Extracted material ->
BEGIN

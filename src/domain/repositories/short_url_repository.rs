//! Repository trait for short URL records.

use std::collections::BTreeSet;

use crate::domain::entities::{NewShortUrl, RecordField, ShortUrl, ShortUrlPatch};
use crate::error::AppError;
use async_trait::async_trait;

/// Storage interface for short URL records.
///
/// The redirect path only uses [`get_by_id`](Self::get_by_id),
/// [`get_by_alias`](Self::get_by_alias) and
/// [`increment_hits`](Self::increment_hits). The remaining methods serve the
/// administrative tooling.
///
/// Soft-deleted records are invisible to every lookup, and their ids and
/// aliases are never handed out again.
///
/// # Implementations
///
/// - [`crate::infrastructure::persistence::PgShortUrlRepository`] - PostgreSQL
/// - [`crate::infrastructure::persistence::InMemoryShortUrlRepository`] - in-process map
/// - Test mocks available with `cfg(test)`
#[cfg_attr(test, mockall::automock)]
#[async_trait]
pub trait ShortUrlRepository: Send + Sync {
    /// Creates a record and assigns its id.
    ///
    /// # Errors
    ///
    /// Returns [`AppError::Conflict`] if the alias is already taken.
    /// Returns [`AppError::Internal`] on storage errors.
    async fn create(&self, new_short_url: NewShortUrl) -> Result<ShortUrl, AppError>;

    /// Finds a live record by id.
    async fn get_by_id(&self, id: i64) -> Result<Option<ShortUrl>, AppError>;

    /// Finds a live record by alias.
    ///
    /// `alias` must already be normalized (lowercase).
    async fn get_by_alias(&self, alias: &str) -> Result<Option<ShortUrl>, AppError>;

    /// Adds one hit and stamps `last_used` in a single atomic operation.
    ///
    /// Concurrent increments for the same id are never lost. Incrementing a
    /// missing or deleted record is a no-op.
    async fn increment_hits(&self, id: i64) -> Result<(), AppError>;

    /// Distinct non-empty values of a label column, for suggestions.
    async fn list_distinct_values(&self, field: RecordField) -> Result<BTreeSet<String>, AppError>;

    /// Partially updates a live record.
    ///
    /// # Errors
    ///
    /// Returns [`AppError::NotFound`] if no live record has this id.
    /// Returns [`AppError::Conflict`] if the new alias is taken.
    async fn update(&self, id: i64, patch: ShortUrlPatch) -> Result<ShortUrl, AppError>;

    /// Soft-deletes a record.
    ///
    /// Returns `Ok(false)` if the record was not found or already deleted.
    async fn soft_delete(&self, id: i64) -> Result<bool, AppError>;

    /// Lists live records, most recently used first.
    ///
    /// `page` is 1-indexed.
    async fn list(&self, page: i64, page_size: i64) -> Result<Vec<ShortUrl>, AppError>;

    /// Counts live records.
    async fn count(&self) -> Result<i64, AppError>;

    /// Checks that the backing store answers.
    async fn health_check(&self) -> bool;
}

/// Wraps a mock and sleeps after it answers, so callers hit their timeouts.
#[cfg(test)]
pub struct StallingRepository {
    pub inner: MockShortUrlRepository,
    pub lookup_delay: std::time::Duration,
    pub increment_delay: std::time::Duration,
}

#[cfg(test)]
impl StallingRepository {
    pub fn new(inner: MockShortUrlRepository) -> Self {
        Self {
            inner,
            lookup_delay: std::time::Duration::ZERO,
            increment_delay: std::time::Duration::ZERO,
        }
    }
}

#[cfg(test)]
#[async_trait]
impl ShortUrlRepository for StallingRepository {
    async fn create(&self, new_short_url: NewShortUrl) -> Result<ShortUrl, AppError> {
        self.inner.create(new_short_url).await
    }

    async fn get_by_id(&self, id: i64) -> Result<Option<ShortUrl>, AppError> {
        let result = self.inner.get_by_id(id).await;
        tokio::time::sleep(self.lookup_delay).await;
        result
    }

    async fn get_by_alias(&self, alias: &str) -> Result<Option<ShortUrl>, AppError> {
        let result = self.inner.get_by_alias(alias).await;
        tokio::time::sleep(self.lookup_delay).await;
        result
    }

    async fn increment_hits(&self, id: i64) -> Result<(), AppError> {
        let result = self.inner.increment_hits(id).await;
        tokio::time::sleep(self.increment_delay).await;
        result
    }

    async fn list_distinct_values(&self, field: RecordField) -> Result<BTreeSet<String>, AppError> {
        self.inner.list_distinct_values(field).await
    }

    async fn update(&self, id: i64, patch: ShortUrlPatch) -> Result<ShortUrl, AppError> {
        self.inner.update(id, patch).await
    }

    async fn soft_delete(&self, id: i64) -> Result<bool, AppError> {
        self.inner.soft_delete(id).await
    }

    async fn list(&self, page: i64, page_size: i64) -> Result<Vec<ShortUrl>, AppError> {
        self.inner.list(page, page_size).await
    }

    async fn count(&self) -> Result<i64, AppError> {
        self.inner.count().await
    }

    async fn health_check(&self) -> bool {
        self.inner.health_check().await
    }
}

END

Exercise prompt ->
Output only the number of lines in the data above that include the word "NewShortUrl".

Task result ->
3